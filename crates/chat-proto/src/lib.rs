//! # chat-proto
//!
//! Wire protocol for the `chatd` chat service.
//!
//! The protocol is plain text, one command per line:
//!
//! ```text
//! S: HELO Welcome to the chat server
//! C: HELO alice
//! S: +OK alice
//! C: BCST hello everyone
//! S: +OK
//! ```
//!
//! ## Quick Start
//!
//! ```rust
//! use chat_proto::{split_pair, Command, Reply};
//!
//! let cmd: Command = "PRIVATE bob-see you at five".parse().unwrap();
//! if let Command::Private(payload) = &cmd {
//!     assert_eq!(split_pair(payload), Some(("bob", "see you at five")));
//! }
//!
//! assert_eq!(Reply::ok_with("alice").to_string(), "+OK alice");
//! ```

#![deny(clippy::all)]
#![warn(missing_docs)]

pub mod command;
pub mod error;
#[cfg(feature = "tokio")]
pub mod line;
pub mod reply;
pub mod username;

pub use self::command::{split_pair, Command, PAIR_SEPARATOR};
pub use self::error::ProtocolError;
#[cfg(feature = "tokio")]
pub use self::line::{LineCodec, DEFAULT_MAX_LINE_LEN};
pub use self::reply::Reply;
pub use self::username::{UsernameExt, USERNAME_MAX_LEN, USERNAME_MIN_LEN};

→ **AIM OF THE TASK**
Output all preceding records character for character.

→ **OUTPUT BELOW**
filename crates/chat-proto/src/lib.rs
//! # chat-proto
//!
//! Wire protocol for the `chatd` chat service.
//!
//! The protocol is plain text, one command per line:
//!
//! ```text
//! S: HELO Welcome to the chat server
//! C: HELO alice
//! S: +OK alice
//! C: BCST hello everyone
//! S: +OK
//! ```
//!
//! ## Quick Start
//!
//! ```rust
//! use chat_proto::{split_pair, Command, Reply};
//!
//! let cmd: Command = "PRIVATE bob-see you at five".parse().unwrap();
//! if let Command::Private(payload) = &cmd {
//!     assert_eq!(split_pair(payload), Some(("bob", "see you at five")));
//! }
//!
//! assert_eq!(Reply::ok_with("alice").to_string(), "+OK alice");
//! ```

#![deny(clippy::all)]
#![warn(missing_docs)]

pub mod command;
pub mod error;
#[cfg(feature = "tokio")]
pub mod line;
pub mod reply;
pub mod username;

pub use self::command::{split_pair, Command, PAIR_SEPARATOR};
pub use self::error::ProtocolError;
#[cfg(feature = "tokio")]
pub use self::line::{LineCodec, DEFAULT_MAX_LINE_LEN};
pub use self::reply::Reply;
pub use self::username::{UsernameExt, USERNAME_MAX_LEN, USERNAME_MIN_LEN};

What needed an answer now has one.